What type of loan can I get?
Loans come in all shapes and sizes, depending on your goal. Like BNPL (buy now, pay later), some allow you to buy the thing you want immediately. Others, like payday, give you small amounts to tide over with until your next wages. These can be pretty risky, with high-interest rates, so be careful not to get sucked into something you can't afford to meet.
Other loans are more straightforward, like a student, mortgage and home equity (where you borrow based on the increased value of your house). Some are even designed to help you better manage the loan process. Credit-builder loans are relatively low risk because the bank holds onto the money lent to you until you can pay it off — collecting interest as you go. Consolidation lets you bundle all your debts to help reduce interest (and the risk of you forgetting about a repayment).
What else should I know about loans?
Are you going for fixed interest rates? This can be a good idea to keep you locked into an agreed amount, making it challenging to switch payments without incurring fees. Floating loans have the exact opposite problem — lots of flexibility, but your interest rate is at the mercy of the market.
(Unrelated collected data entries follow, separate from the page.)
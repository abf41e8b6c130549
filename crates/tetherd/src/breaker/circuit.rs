use std::sync::{Arc, Mutex, MutexGuard, PoisonError};
use std::time::{Duration, Instant};

use strum::Display;
use tracing::{debug, info, warn};

use crate::clock::Clock;

use super::BREAKER_TARGET;

/// Position of the breaker.
#[derive(Debug, Clone, Copy, PartialEq, Eq, Display)]
#[strum(serialize_all = "snake_case")]
pub enum CircuitState {
    /// Every tick calls the delegate.
    Closed,
    /// Ticks are skipped until the cooldown elapses.
    Open,
    /// The next tick is a trial call.
    HalfOpen,
}

/// Thresholds for tripping and recovering.
#[derive(Debug, Clone, Copy, PartialEq, Eq)]
pub struct BreakerSettings {
    max_consecutive_errors: u32,
    cooldown: Duration,
}

impl BreakerSettings {
    /// Builds settings; a threshold of zero is raised to one.
    #[must_use]
    pub fn new(max_consecutive_errors: u32, cooldown: Duration) -> Self {
        Self {
            max_consecutive_errors: max_consecutive_errors.max(1),
            cooldown,
        }
    }

    /// Failures in a row that open the circuit.
    #[must_use]
    pub fn max_consecutive_errors(&self) -> u32 {
        self.max_consecutive_errors
    }

    /// Time an open circuit waits before admitting a trial call.
    #[must_use]
    pub fn cooldown(&self) -> Duration {
        self.cooldown
    }
}

impl From<&tether_config::Config> for BreakerSettings {
    fn from(config: &tether_config::Config) -> Self {
        Self::new(config.max_consecutive_errors(), config.circuit_cooldown())
    }
}

/// Snapshot of the breaker's counters.
#[derive(Debug, Clone, Copy, PartialEq)]
pub struct BreakerMetrics {
    /// Current position.
    pub state: CircuitState,
    /// Failures since the last success.
    pub consecutive_errors: u32,
    /// Delegate calls actually attempted.
    pub total_checks: u64,
    /// Delegate calls that failed.
    pub total_errors: u64,
    /// `total_errors / total_checks`, or zero before the first check.
    pub error_rate: f64,
}

/// What a single tick did.
#[derive(Debug, Clone, Copy, PartialEq, Eq)]
pub enum TickOutcome {
    /// The circuit was open; the delegate was not called.
    Skipped,
    /// The delegate succeeded.
    Succeeded,
    /// The delegate failed.
    Failed,
}

/// State change caused by a tick.
#[derive(Debug, Clone, Copy, PartialEq, Eq)]
pub enum Transition {
    /// The circuit tripped or re-tripped.
    Opened,
    /// The cooldown elapsed and a trial call is being made.
    HalfOpened,
    /// A trial call succeeded.
    Closed,
}

/// Result of [`CircuitBreaker::tick`].
#[derive(Debug, Clone, Copy, PartialEq, Eq)]
pub struct TickResult {
    /// What happened to the delegate call.
    pub outcome: TickOutcome,
    /// The last state change the tick caused, if any.
    pub transition: Option<Transition>,
}

#[derive(Debug)]
struct BreakerState {
    circuit: CircuitState,
    consecutive_errors: u32,
    total_checks: u64,
    total_errors: u64,
    opened_at: Option<Instant>,
    trial_in_flight: bool,
}

/// Three-state breaker guarding a fallible call.
pub struct CircuitBreaker {
    settings: BreakerSettings,
    clock: Arc<dyn Clock>,
    state: Mutex<BreakerState>,
}

impl std::fmt::Debug for CircuitBreaker {
    fn fmt(&self, formatter: &mut std::fmt::Formatter<'_>) -> std::fmt::Result {
        formatter
            .debug_struct("CircuitBreaker")
            .field("settings", &self.settings)
            .field("state", &*self.lock_state())
            .finish_non_exhaustive()
    }
}

impl CircuitBreaker {
    /// Creates a closed breaker reading time from `clock`.
    #[must_use]
    pub fn new(settings: BreakerSettings, clock: Arc<dyn Clock>) -> Self {
        Self {
            settings,
            clock,
            state: Mutex::new(BreakerState {
                circuit: CircuitState::Closed,
                consecutive_errors: 0,
                total_checks: 0,
                total_errors: 0,
                opened_at: None,
                trial_in_flight: false,
            }),
        }
    }

    /// Current position, moving an open circuit to half-open when its
    /// cooldown has elapsed.
    #[must_use]
    pub fn state(&self) -> CircuitState {
        let mut state = self.lock_state();
        self.refresh(&mut state);
        state.circuit
    }

    /// Runs `call` unless the circuit is open, then records the outcome.
    ///
    /// The lock is not held while `call` runs. A half-open circuit admits a
    /// single trial call; ticks arriving while it runs are skipped.
    pub fn tick<E>(&self, call: impl FnOnce() -> Result<(), E>) -> TickResult
    where
        E: std::fmt::Display,
    {
        let mut transition = None;
        {
            let mut state = self.lock_state();
            if self.refresh(&mut state) {
                transition = Some(Transition::HalfOpened);
            }
            match state.circuit {
                CircuitState::Open => {
                    debug!(target: BREAKER_TARGET, "circuit open; skipping check");
                    return TickResult {
                        outcome: TickOutcome::Skipped,
                        transition,
                    };
                }
                CircuitState::HalfOpen if state.trial_in_flight => {
                    debug!(target: BREAKER_TARGET, "trial check running; skipping check");
                    return TickResult {
                        outcome: TickOutcome::Skipped,
                        transition,
                    };
                }
                CircuitState::HalfOpen => state.trial_in_flight = true,
                CircuitState::Closed => {}
            }
            state.total_checks += 1;
        }

        let result = call();

        let mut state = self.lock_state();
        state.trial_in_flight = false;
        match result {
            Ok(()) => {
                state.consecutive_errors = 0;
                if state.circuit == CircuitState::HalfOpen {
                    state.circuit = CircuitState::Closed;
                    state.opened_at = None;
                    info!(target: BREAKER_TARGET, "trial check succeeded; circuit closed");
                    transition = Some(Transition::Closed);
                }
                TickResult {
                    outcome: TickOutcome::Succeeded,
                    transition,
                }
            }
            Err(error) => {
                state.total_errors += 1;
                state.consecutive_errors = state.consecutive_errors.saturating_add(1);
                let trips = match state.circuit {
                    CircuitState::HalfOpen => true,
                    CircuitState::Closed => {
                        state.consecutive_errors >= self.settings.max_consecutive_errors
                    }
                    CircuitState::Open => false,
                };
                warn!(
                    target: BREAKER_TARGET,
                    error = %error,
                    consecutive_errors = state.consecutive_errors,
                    "supervised check failed"
                );
                if trips {
                    state.circuit = CircuitState::Open;
                    state.opened_at = Some(self.clock.now());
                    warn!(
                        target: BREAKER_TARGET,
                        cooldown_ms = self.settings.cooldown.as_millis(),
                        "circuit opened"
                    );
                    transition = Some(Transition::Opened);
                }
                TickResult {
                    outcome: TickOutcome::Failed,
                    transition,
                }
            }
        }
    }

    /// Current counters.
    #[must_use]
    pub fn metrics(&self) -> BreakerMetrics {
        let state = self.lock_state();
        BreakerMetrics {
            state: state.circuit,
            consecutive_errors: state.consecutive_errors,
            total_checks: state.total_checks,
            total_errors: state.total_errors,
            error_rate: error_rate(state.total_errors, state.total_checks),
        }
    }

    fn refresh(&self, state: &mut BreakerState) -> bool {
        let cooled = state.circuit == CircuitState::Open
            && state
                .opened_at
                .is_none_or(|opened| self.clock.now().duration_since(opened) >= self.settings.cooldown);
        if cooled {
            state.circuit = CircuitState::HalfOpen;
            info!(target: BREAKER_TARGET, "cooldown elapsed; circuit half-open");
        }
        cooled
    }

    fn lock_state(&self) -> MutexGuard<'_, BreakerState> {
        self.state.lock().unwrap_or_else(PoisonError::into_inner)
    }
}

#[expect(
    clippy::cast_precision_loss,
    reason = "check counts stay far below 2^53"
)]
fn error_rate(errors: u64, checks: u64) -> f64 {
    if checks == 0 {
        0.0
    } else {
        errors as f64 / checks as f64
    }
}

#[cfg(test)]
mod tests {
    use super::*;
    use crate::clock::ManualClock;
    use rstest::{fixture, rstest};

    const COOLDOWN: Duration = Duration::from_millis(10_000);

    struct BreakerFixture {
        clock: Arc<ManualClock>,
        breaker: CircuitBreaker,
    }

    #[fixture]
    fn breaker() -> BreakerFixture {
        let clock = Arc::new(ManualClock::new());
        let breaker = CircuitBreaker::new(
            BreakerSettings::new(5, COOLDOWN),
            Arc::clone(&clock) as Arc<dyn Clock>,
        );
        BreakerFixture { clock, breaker }
    }

    fn fail() -> Result<(), &'static str> {
        Err("boom")
    }

    fn succeed() -> Result<(), &'static str> {
        Ok(())
    }

    fn trip(breaker: &CircuitBreaker) {
        for _ in 0..5 {
            breaker.tick(fail);
        }
    }

    #[rstest]
    fn five_failures_open_the_circuit(breaker: BreakerFixture) {
        let breaker = &breaker.breaker;
        for call in 1..=4 {
            let result = breaker.tick(fail);
            assert_eq!(result.outcome, TickOutcome::Failed, "call {call}");
            assert_eq!(breaker.state(), CircuitState::Closed);
        }
        let result = breaker.tick(fail);
        assert_eq!(result.transition, Some(Transition::Opened));
        assert_eq!(breaker.state(), CircuitState::Open);
        let metrics = breaker.metrics();
        assert_eq!(metrics.consecutive_errors, 5);
        assert_eq!(metrics.total_checks, 5);
        assert!((metrics.error_rate - 1.0).abs() < f64::EPSILON);
    }

    #[rstest]
    fn open_circuit_skips_the_delegate(breaker: BreakerFixture) {
        trip(&breaker.breaker);
        breaker.clock.advance(COOLDOWN - Duration::from_millis(1));
        let mut called = false;
        let result = breaker.breaker.tick(|| {
            called = true;
            succeed()
        });
        assert_eq!(result.outcome, TickOutcome::Skipped);
        assert!(!called);
        let metrics = breaker.breaker.metrics();
        assert_eq!(metrics.total_checks, 5);
        assert_eq!(metrics.consecutive_errors, 5);
    }

    #[rstest]
    fn trial_success_closes_the_circuit(breaker: BreakerFixture) {
        trip(&breaker.breaker);
        breaker.clock.advance(COOLDOWN);
        assert_eq!(breaker.breaker.state(), CircuitState::HalfOpen);
        let result = breaker.breaker.tick(succeed);
        assert_eq!(result.outcome, TickOutcome::Succeeded);
        assert_eq!(result.transition, Some(Transition::Closed));
        let metrics = breaker.breaker.metrics();
        assert_eq!(metrics.state, CircuitState::Closed);
        assert_eq!(metrics.consecutive_errors, 0);
        assert_eq!(metrics.total_checks, 6);
        assert_eq!(metrics.total_errors, 5);
    }

    #[rstest]
    fn trial_failure_restarts_the_cooldown(breaker: BreakerFixture) {
        trip(&breaker.breaker);
        breaker.clock.advance(COOLDOWN);
        let result = breaker.breaker.tick(fail);
        assert_eq!(result.transition, Some(Transition::Opened));
        assert_eq!(breaker.breaker.state(), CircuitState::Open);

        breaker.clock.advance(COOLDOWN - Duration::from_millis(1));
        assert_eq!(breaker.breaker.tick(succeed).outcome, TickOutcome::Skipped);
        breaker.clock.advance(Duration::from_millis(1));
        assert_eq!(breaker.breaker.tick(succeed).outcome, TickOutcome::Succeeded);
    }

    #[rstest]
    fn success_resets_consecutive_errors(breaker: BreakerFixture) {
        for _ in 0..4 {
            breaker.breaker.tick(fail);
        }
        breaker.breaker.tick(succeed);
        breaker.breaker.tick(fail);
        let metrics = breaker.breaker.metrics();
        assert_eq!(metrics.state, CircuitState::Closed);
        assert_eq!(metrics.consecutive_errors, 1);
        assert_eq!(metrics.total_errors, 5);
    }

    #[rstest]
    fn half_open_admits_a_single_trial(breaker: BreakerFixture) {
        trip(&breaker.breaker);
        breaker.clock.advance(COOLDOWN);
        let mut overlapping = None;
        let result = breaker.breaker.tick(|| {
            overlapping = Some(breaker.breaker.tick(succeed));
            succeed()
        });
        assert_eq!(result.outcome, TickOutcome::Succeeded);
        assert_eq!(
            overlapping.map(|tick| tick.outcome),
            Some(TickOutcome::Skipped)
        );
        let metrics = breaker.breaker.metrics();
        assert_eq!(metrics.state, CircuitState::Closed);
        assert_eq!(metrics.total_checks, 6);
    }

    #[test]
    fn error_rate_is_zero_before_any_check() {
        let breaker = CircuitBreaker::new(
            BreakerSettings::new(0, Duration::ZERO),
            Arc::new(ManualClock::new()),
        );
        assert!(breaker.metrics().error_rate.abs() < f64::EPSILON);
        breaker.tick(fail);
        assert_eq!(breaker.state(), CircuitState::HalfOpen, "zero cooldown");
    }
}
Some loans are based on collateral, secured against you not paying. If you're going in for a secured loan, you promise an asset (something of value) to be sold off in case of a default. Why would you do that? Generally, secured loans mean less interest because lenders know the money is getting to them one way or another (even if it means selling off something you own, like a car).
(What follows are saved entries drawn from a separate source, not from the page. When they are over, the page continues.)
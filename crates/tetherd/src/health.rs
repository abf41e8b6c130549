//! Structured health reporting for daemon lifecycle events.

use std::sync::Arc;

use tether_protocol::ShutdownReason;

use crate::bootstrap::ModeDecision;
use crate::breaker::BreakerMetrics;
use crate::lock::LockRecord;
use crate::process::LaunchError;
use crate::shutdown::ShutdownReport;

const HEALTH_TARGET: &str = concat!(env!("CARGO_PKG_NAME"), "::health");

/// Observer trait used to surface lifecycle events to telemetry sinks.
pub trait HealthReporter: Send + Sync {
    /// Invoked once per election attempt with the chosen role.
    fn election_decided(&self, attempt: u32, decision: &ModeDecision);

    /// Invoked after this process wrote the lock record.
    fn lock_acquired(&self, record: &LockRecord);

    /// Invoked when another contender won the race for the lock.
    fn election_lost(&self, attempt: u32);

    /// Invoked when draining begins.
    fn shutdown_started(&self, reason: ShutdownReason, pending_requests: usize);

    /// Invoked once draining has finished, gracefully or not.
    fn shutdown_completed(&self, report: &ShutdownReport);

    /// Invoked when the timeout checker trips its circuit.
    fn circuit_opened(&self, metrics: &BreakerMetrics);

    /// Invoked when a trial call closes the circuit again.
    fn circuit_closed(&self, metrics: &BreakerMetrics);

    /// Invoked when the process cannot start or run.
    fn launch_failed(&self, error: &LaunchError);
}

impl<T> HealthReporter for Arc<T>
where
    T: HealthReporter + ?Sized,
{
    fn election_decided(&self, attempt: u32, decision: &ModeDecision) {
        (**self).election_decided(attempt, decision);
    }

    fn lock_acquired(&self, record: &LockRecord) {
        (**self).lock_acquired(record);
    }

    fn election_lost(&self, attempt: u32) {
        (**self).election_lost(attempt);
    }

    fn shutdown_started(&self, reason: ShutdownReason, pending_requests: usize) {
        (**self).shutdown_started(reason, pending_requests);
    }

    fn shutdown_completed(&self, report: &ShutdownReport) {
        (**self).shutdown_completed(report);
    }

    fn circuit_opened(&self, metrics: &BreakerMetrics) {
        (**self).circuit_opened(metrics);
    }

    fn circuit_closed(&self, metrics: &BreakerMetrics) {
        (**self).circuit_closed(metrics);
    }

    fn launch_failed(&self, error: &LaunchError) {
        (**self).launch_failed(error);
    }
}

/// Default reporter that records lifecycle events using `tracing`.
#[derive(Debug, Default, Clone, Copy)]
pub struct StructuredHealthReporter;

impl StructuredHealthReporter {
    /// Builds a new reporter.
    #[must_use]
    pub fn new() -> Self {
        Self
    }
}

impl HealthReporter for StructuredHealthReporter {
    fn election_decided(&self, attempt: u32, decision: &ModeDecision) {
        tracing::info!(
            target: HEALTH_TARGET,
            event = "election_decided",
            attempt,
            mode = %decision.mode,
            reason = %decision.reason,
            existing_pid = decision.existing_daemon.as_ref().map(|record| record.pid),
            "process role decided"
        );
    }

    fn lock_acquired(&self, record: &LockRecord) {
        tracing::info!(
            target: HEALTH_TARGET,
            event = "lock_acquired",
            pid = record.pid,
            instance_id = %record.instance_id,
            socket = %record.socket_path,
            "daemon lock acquired"
        );
    }

    fn election_lost(&self, attempt: u32) {
        tracing::info!(
            target: HEALTH_TARGET,
            event = "election_lost",
            attempt,
            "another process won the daemon role; re-electing"
        );
    }

    fn shutdown_started(&self, reason: ShutdownReason, pending_requests: usize) {
        tracing::info!(
            target: HEALTH_TARGET,
            event = "shutdown_started",
            reason = %reason,
            pending_requests,
            "daemon draining"
        );
    }

    fn shutdown_completed(&self, report: &ShutdownReport) {
        if report.forced {
            tracing::warn!(
                target: HEALTH_TARGET,
                event = "shutdown_completed",
                reason = %report.reason,
                forced = true,
                force_killed = ?report.force_killed_request_ids,
                elapsed_ms = report.elapsed.as_millis(),
                "daemon drain timed out; requests abandoned"
            );
        } else {
            tracing::info!(
                target: HEALTH_TARGET,
                event = "shutdown_completed",
                reason = %report.reason,
                forced = false,
                elapsed_ms = report.elapsed.as_millis(),
                "daemon drained"
            );
        }
    }

    fn circuit_opened(&self, metrics: &BreakerMetrics) {
        tracing::warn!(
            target: HEALTH_TARGET,
            event = "circuit_opened",
            consecutive_errors = metrics.consecutive_errors,
            total_checks = metrics.total_checks,
            total_errors = metrics.total_errors,
            "timeout checker circuit opened"
        );
    }

    fn circuit_closed(&self, metrics: &BreakerMetrics) {
        tracing::info!(
            target: HEALTH_TARGET,
            event = "circuit_closed",
            total_checks = metrics.total_checks,
            total_errors = metrics.total_errors,
            "timeout checker circuit closed"
        );
    }

    fn launch_failed(&self, error: &LaunchError) {
        tracing::error!(
            target: HEALTH_TARGET,
            event = "launch_failed",
            error = %error,
            "tetherd failed"
        );
    }
}
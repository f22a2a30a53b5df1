//! Seeded randomness shared by every game
//!
//! Each session owns one generator. Shuffles are uniform (Fisher-Yates via
//! `SliceRandom::shuffle`).

use rand::seq::{IndexedRandom, SliceRandom};
use rand::{Rng, RngCore, SeedableRng};
use rand_pcg::Pcg32;

/// Seeded PCG generator that remembers its seed
#[derive(Debug, Clone)]
pub struct GameRng {
    seed: u64,
    rng: Pcg32,
}

impl GameRng {
    pub fn new(seed: u64) -> Self {
        Self {
            seed,
            rng: Pcg32::seed_from_u64(seed),
        }
    }

    pub fn seed(&self) -> u64 {
        self.seed
    }

    /// Derive an independent seed (used to seed child sessions)
    pub fn fork_seed(&mut self) -> u64 {
        self.rng.next_u64()
    }

    /// Uniform integer in `lo..=hi`
    pub fn range(&mut self, lo: u32, hi: u32) -> u32 {
        self.rng.random_range(lo..=hi)
    }

    /// Uniform float in `lo..hi`
    pub fn range_f32(&mut self, lo: f32, hi: f32) -> f32 {
        self.rng.random_range(lo..hi)
    }

    /// Fair coin
    pub fn coin(&mut self) -> bool {
        self.rng.random_bool(0.5)
    }

    /// Pick one item; `None` only for an empty slice
    pub fn pick<'a, T>(&mut self, items: &'a [T]) -> Option<&'a T> {
        items.choose(&mut self.rng)
    }

    /// Uniform in-place shuffle
    pub fn shuffle<T>(&mut self, items: &mut [T]) {
        items.shuffle(&mut self.rng);
    }

    /// Build a shuffled option list: `answer` plus up to `count - 1` distinct
    /// distractors drawn from `candidates` (values equal to `answer` and
    /// repeats are skipped). The answer is always present exactly once.
    pub fn choices(&mut self, answer: u32, candidates: &[u32], count: usize) -> Vec<u32> {
        let mut pool: Vec<u32> = Vec::with_capacity(candidates.len());
        for &c in candidates {
            if c != answer && !pool.contains(&c) {
                pool.push(c);
            }
        }
        self.shuffle(&mut pool);

        let mut options = Vec::with_capacity(count);
        options.push(answer);
        options.extend(pool.into_iter().take(count.saturating_sub(1)));
        self.shuffle(&mut options);
        options
    }
}

#[cfg(test)]
mod tests {
    use super::*;

    #[test]
    fn test_determinism() {
        let mut a = GameRng::new(7);
        let mut b = GameRng::new(7);
        for _ in 0..20 {
            assert_eq!(a.range(1, 10), b.range(1, 10));
        }
        assert_eq!(a.seed(), 7);
    }

    #[test]
    fn test_choices_distinct_with_answer() {
        let mut rng = GameRng::new(3);
        for answer in 0u32..20 {
            let candidates: Vec<u32> = (answer.saturating_sub(3)..=answer + 3).collect();
            let options = rng.choices(answer, &candidates, 3);
            assert_eq!(options.len(), 3);
            assert_eq!(options.iter().filter(|&&o| o == answer).count(), 1);
            let mut sorted = options.clone();
            sorted.sort_unstable();
            sorted.dedup();
            assert_eq!(sorted.len(), 3);
        }
    }

    #[test]
    fn test_choices_with_small_pool() {
        let mut rng = GameRng::new(1);
        // Only one usable distractor: the list is shorter, never duplicated
        let options = rng.choices(5, &[5, 6, 6], 3);
        assert_eq!(options.len(), 2);
        assert!(options.contains(&5) && options.contains(&6));
    }

    #[test]
    fn test_shuffle_is_permutation() {
        let mut rng = GameRng::new(11);
        let mut items: Vec<u32> = (0..16).collect();
        rng.shuffle(&mut items);
        let mut sorted = items.clone();
        sorted.sort_unstable();
        assert_eq!(sorted, (0..16).collect::<Vec<_>>());
    }
}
That said, if you start defaulting, debt collection agencies will likely begin to reprocess stuff you own anyway to meet repayments. This is generally done with your consent and only for specific items specified by you as collateral.
With this information in mind, you can start making a complete enquiry into applying for credit. Taking out an examination happens a step before the loan or credit card approval, where a credit reporter has a look at all your relevant history. A complete credit application will make your score dip a little, but that's normal. Enquiring into loans doesn't prove you can pay them back — you'll need to show a good payment history for that.
How to apply for credit.
Now it's time to make a complete application. You can do this online or by speaking to a provider directly. When applying for a loan, you'll work out payment methods and bank details, as well as a time to repay it if it's a fixed-term loan. If not, you may continue paying as you go at a specific rate without a set end date. This may be one option for reducing costs in the short run but could mean paying out more interest over time if your loan is open for a while.
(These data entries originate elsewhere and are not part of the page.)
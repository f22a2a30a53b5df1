//! Pointer particle trail
//!
//! `Trail` owns every live particle. The host mounts it once, forwards
//! pointer moves and resizes, and calls [`Trail::frame`] once per animation
//! frame. While unmounted the trail ignores input and frames, so a torn-down
//! overlay can never keep animating.

pub mod particle;

pub use particle::{Particle, ParticleShape};

use glam::Vec2;

use crate::config::{Catalog, ConfigError};
use crate::consts::TRAIL_BURST;
use crate::renderer::shapes::trail_vertices;
use crate::renderer::vertex::Vertex;
use crate::settings::Settings;
use crate::sim::GameRng;

#[derive(Debug)]
pub struct Trail {
    /// Oldest first
    particles: Vec<Particle>,
    pointer: Option<Vec2>,
    viewport: (u32, u32),
    rng: GameRng,
    palette: Vec<[f32; 4]>,
    max_particles: usize,
    mounted: bool,
}

impl Trail {
    pub fn new(palette: Vec<[f32; 4]>, settings: &Settings, seed: u64) -> Self {
        Self {
            particles: Vec::new(),
            pointer: None,
            viewport: (0, 0),
            rng: GameRng::new(seed),
            palette,
            max_particles: settings.max_particles(),
            mounted: false,
        }
    }

    /// Build a trail coloured with the catalog's palette
    pub fn from_catalog(
        catalog: &Catalog,
        settings: &Settings,
        seed: u64,
    ) -> Result<Self, ConfigError> {
        Ok(Self::new(catalog.trail_colors()?, settings, seed))
    }

    /// Re-read the particle cap. Excess particles are dropped oldest first.
    pub fn apply_settings(&mut self, settings: &Settings) {
        self.max_particles = settings.max_particles();
        self.enforce_cap();
    }

    /// Returns false if the trail was already mounted
    pub fn mount(&mut self) -> bool {
        if self.mounted {
            return false;
        }
        self.mounted = true;
        log::debug!("trail mounted (cap {})", self.max_particles);
        true
    }

    /// Returns false if the trail was not mounted. Live particles are discarded.
    pub fn unmount(&mut self) -> bool {
        if !self.mounted {
            return false;
        }
        self.mounted = false;
        self.pointer = None;
        self.particles.clear();
        log::debug!("trail unmounted");
        true
    }

    pub fn is_mounted(&self) -> bool {
        self.mounted
    }

    /// Spawn a burst at the pointer. Returns the number spawned.
    pub fn pointer_moved(&mut self, x: f32, y: f32) -> usize {
        if !self.mounted || !x.is_finite() || !y.is_finite() {
            return 0;
        }
        let pos = Vec2::new(x, y);
        self.pointer = Some(pos);
        if self.max_particles == 0 {
            return 0;
        }
        for _ in 0..TRAIL_BURST {
            self.particles
                .push(Particle::spawn(pos, &self.palette, &mut self.rng));
        }
        self.enforce_cap();
        TRAIL_BURST.min(self.max_particles)
    }

    pub fn pointer(&self) -> Option<Vec2> {
        self.pointer
    }

    /// Redimension the drawing surface. Particles keep their positions.
    pub fn resize(&mut self, width: u32, height: u32) {
        self.viewport = (width, height);
    }

    pub fn viewport(&self) -> (u32, u32) {
        self.viewport
    }

    /// Age every particle by one frame. Returns how many were retired.
    pub fn frame(&mut self) -> usize {
        if !self.mounted {
            return 0;
        }
        let before = self.particles.len();
        self.particles.retain_mut(Particle::step);
        before - self.particles.len()
    }

    pub fn particles(&self) -> &[Particle] {
        &self.particles
    }

    pub fn len(&self) -> usize {
        self.particles.len()
    }

    pub fn is_empty(&self) -> bool {
        self.particles.is_empty()
    }

    /// Tessellate the live particles in screen pixels
    pub fn vertices(&self, circle_segments: u32) -> Vec<Vertex> {
        trail_vertices(&self.particles, circle_segments)
    }

    fn enforce_cap(&mut self) {
        if self.particles.len() > self.max_particles {
            let excess = self.particles.len() - self.max_particles;
            self.particles.drain(..excess);
            log::debug!("trail cap {} reached, dropped {}", self.max_particles, excess);
        }
    }
}

#[cfg(test)]
mod tests {
    use super::*;
    use crate::settings::QualityPreset;

    fn mounted(preset: QualityPreset) -> Trail {
        let settings = Settings::from_preset(preset);
        let mut trail = Trail::from_catalog(&Catalog::default(), &settings, 3).unwrap();
        assert!(trail.mount());
        trail
    }

    #[test]
    fn test_pointer_move_spawns_burst() {
        let mut trail = mounted(QualityPreset::Medium);
        assert_eq!(trail.pointer_moved(100.0, 50.0), 3);
        assert_eq!(trail.len(), 3);
        assert_eq!(trail.pointer(), Some(Vec2::new(100.0, 50.0)));
        assert!(trail.particles().iter().all(|p| p.pos == Vec2::new(100.0, 50.0)));
    }

    #[test]
    fn test_particles_die_out() {
        let mut trail = mounted(QualityPreset::Medium);
        trail.pointer_moved(0.0, 0.0);
        let mut retired = 0;
        for _ in 0..200 {
            retired += trail.frame();
        }
        assert_eq!(retired, 3);
        assert!(trail.is_empty());
        assert!(trail.vertices(16).is_empty());
    }

    #[test]
    fn test_cap_drops_oldest() {
        let mut trail = mounted(QualityPreset::Low);
        for i in 0..40 {
            trail.pointer_moved(i as f32, 0.0);
        }
        assert_eq!(trail.len(), 100);
        // The first six bursts (x = 0..=5) were evicted, the seventh lost one
        assert_eq!(trail.particles()[0].pos.x, 6.0);
        assert_eq!(trail.particles()[99].pos.x, 39.0);
    }

    #[test]
    fn test_unmounted_trail_is_inert() {
        let mut trail = Trail::new(vec![[1.0; 4]], &Settings::default(), 1);
        assert_eq!(trail.pointer_moved(1.0, 1.0), 0);
        assert!(trail.mount());
        assert!(!trail.mount());
        trail.pointer_moved(1.0, 1.0);
        assert!(trail.unmount());
        assert!(!trail.unmount());
        assert!(trail.is_empty());
        assert_eq!(trail.frame(), 0);
        assert_eq!(trail.pointer_moved(2.0, 2.0), 0);
    }

    #[test]
    fn test_resize_keeps_particles() {
        let mut trail = mounted(QualityPreset::High);
        trail.resize(800, 600);
        trail.pointer_moved(10.0, 10.0);
        trail.resize(1024, 768);
        assert_eq!(trail.viewport(), (1024, 768));
        assert_eq!(trail.len(), 3);
    }

    #[test]
    fn test_trail_disabled_by_settings() {
        let settings = Settings {
            reduced_motion: true,
            ..Settings::default()
        };
        let mut trail = Trail::new(vec![[1.0; 4]], &settings, 1);
        trail.mount();
        assert_eq!(trail.pointer_moved(5.0, 5.0), 0);
        assert!(trail.is_empty());
    }

    #[test]
    fn test_non_finite_pointer_ignored() {
        let mut trail = mounted(QualityPreset::Medium);
        assert_eq!(trail.pointer_moved(f32::NAN, 0.0), 0);
        assert_eq!(trail.pointer_moved(0.0, f32::INFINITY), 0);
        assert!(trail.is_empty());
    }
}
Hot tip — If you know you can't ever make a repayment or you missed one, get in contact with your provider and work out a new arrangement. Usually, you can sort it out without it becoming a big issue on your credit history.
Finishing the credit journey.
Once you've paid your debt in full, you may find that your account is empty. If you're not planning to use the account for anything else, it may pay to close it to avoid having too many open accounts under your name. But before you get to this stage, you might choose to consolidate your little debts into one big account to avoid the hassle of individual repayments.
Hot tip — sometimes, it's best to leave an account open for a while to add more points to your credit score with a good repayment history. So don't feel the need to repay it off all at once to avoid the interest payments — that's why lenders agree to a set amount of months in the first place. Your loan is usually worked out on the interest you're paying within a specified time frame, and paying outside of this timeframe may add on additional fees.
Taking out credit is a bit of a journey, but we recommend making it bottom heavy. Start by researching creditors and working out what you can realistically afford to borrow. Get quotes from credit providers and compare them. If you apply for credit, start a trend of positive repayment behaviour. This is the best way to help your credit score grow and secure better credit in future, should you need it.